L’industrie verte en fer de lance

D’un point de vue sectoriel, les industries vertes et l’économie circulaire, qui comprennent l’ensemble des industries du recyclage, des batteries, de l’hydrogène, des renouvelables (éolien, biogaz, solaire…), arrivent en tête en termes d’ouvertures nettes de sites : + 17, contre 29 sur l’ensemble de l’année 2023. « Un secteur en expansion qui va de pair avec la transformation de notre appareil productif » précise le cabinet. « Près de 60 % des implantations industrielles concernent la chaîne de valeur des technologies de production d’énergie décarbonée » indique le baromètre. En deuxième position, les biens de consommations (+ 8) en données nettes. À noter que ce secteur a connu au premier trimestre 2024 16 ouvertures pour huit fermetures. Suivent les secteurs de la santé (+ 5), de l’électronique (+ 3) et de la métallurgie (+ 3). Les secteurs les plus énergo-intensifs connaissent une nette décélération : la plasturgie (- 3) et le transport (- 7) représentent la majorité des fermetures dans le solde net de la relève. Le secteur du transport est confronté à des difficultés, « et plus particulièrement l’automobile qui compte 17 des 18 fermetures du secteur dont les 11 ouvertures ne contrebalancent pas suffisamment pour obtenir un solde net positif » précise le baromètre.

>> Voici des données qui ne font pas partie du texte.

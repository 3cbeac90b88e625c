//! Application configuration.
//!
//! Settings are read from CLI flags with environment fallbacks; a `.env` file is
//! loaded first when present.

mod db;
mod logging;

pub use db::DatabaseConfig;
pub use logging::{LogFormat, LoggingConfig};

/// Load `.env` into the process environment, ignoring a missing file.
pub fn load_dotenv() {
    _ = dotenvy::dotenv();
}
//! Typed Ids

use std::{
    cmp::Ordering,
    fmt::{Debug, Display, Formatter, Result as FmtResult},
    hash::{Hash, Hasher},
    marker::PhantomData,
    num::ParseIntError,
    str::FromStr,
};

/// Storage-assigned `BIGINT` identifier tagged with the record type it belongs to.
pub struct TypedId<T>(i64, PhantomData<T>);

impl<T> TypedId<T> {
    pub const fn from_i64(id: i64) -> Self {
        Self(id, PhantomData)
    }

    #[must_use]
    pub const fn into_i64(self) -> i64 {
        self.0
    }
}

impl<T> Clone for TypedId<T> {
    fn clone(&self) -> Self {
        *self
    }
}

impl<T> Copy for TypedId<T> {}

impl<T> Debug for TypedId<T> {
    fn fmt(&self, f: &mut Formatter<'_>) -> FmtResult {
        Debug::fmt(&self.0, f)
    }
}

impl<T> Display for TypedId<T> {
    fn fmt(&self, f: &mut Formatter<'_>) -> FmtResult {
        Display::fmt(&self.0, f)
    }
}

impl<T> PartialEq for TypedId<T> {
    fn eq(&self, other: &Self) -> bool {
        self.0 == other.0
    }
}

impl<T> Eq for TypedId<T> {}

impl<T> Hash for TypedId<T> {
    fn hash<H: Hasher>(&self, state: &mut H) {
        self.0.hash(state);
    }
}

impl<T> PartialOrd for TypedId<T> {
    fn partial_cmp(&self, other: &Self) -> Option<Ordering> {
        Some(self.cmp(other))
    }
}

impl<T> Ord for TypedId<T> {
    fn cmp(&self, other: &Self) -> Ordering {
        self.0.cmp(&other.0)
    }
}

impl<T> From<i64> for TypedId<T> {
    fn from(value: i64) -> Self {
        Self::from_i64(value)
    }
}

impl<T> From<TypedId<T>> for i64 {
    fn from(value: TypedId<T>) -> Self {
        value.into_i64()
    }
}

impl<T> FromStr for TypedId<T> {
    type Err = ParseIntError;

    fn from_str(s: &str) -> Result<Self, Self::Err> {
        s.trim().parse::<i64>().map(Self::from_i64)
    }
}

L’Auvergne-Rhône-Alpes en pôle position

La répartition des nouveaux sites industriels est très homogène sur le territoire et ce ne sont pas forcément les régions les plus « industrielles » qui arrivent en tête du classement. À l’exception notable de la région Auvergne-Rhône-Alpes qui concentrait près de 30 % de la totalité des ouvertures en 2023 avec 73 sites et qui poursuit cette dynamique forte en 2024 en étant la plus motrice avec 20 ouvertures nettes au premier semestre. « Une région à la tradition industrielle forte » indique Bercy qui investit également dans l’industrie verte. Le territoire rhodanien par exemple possède l’intégralité de la chaîne de valeur de production des gaz renouvelables sur son sol, soit près de 200 entreprises. La Nouvelle-Aquitaine arrive en deuxième position avec 13 ouvertures nettes. Elle avait ouvert 30 sites sur l’ensemble de l’année 2023. Suivent ensuite l’Occitanie (+ 5), le Centre-Val-de-Loire (+ 3) et la région Bourgogne Franche-Comté (+ 3). « Bien que les territoires de l’Est et du Nord de la France accusent une baisse des ouvertures nettes, elles restent des régions attractives où des sites à forte valeur ajoutée ont ouvert leurs portes » précise le baromètre tandis que les régions des Hauts-de-France et Grand Est affichent toutes les deux un solde négatif (- 3). Dans ces régions manufacturières, la transformation est plus longue mais elle est « clairement en route ».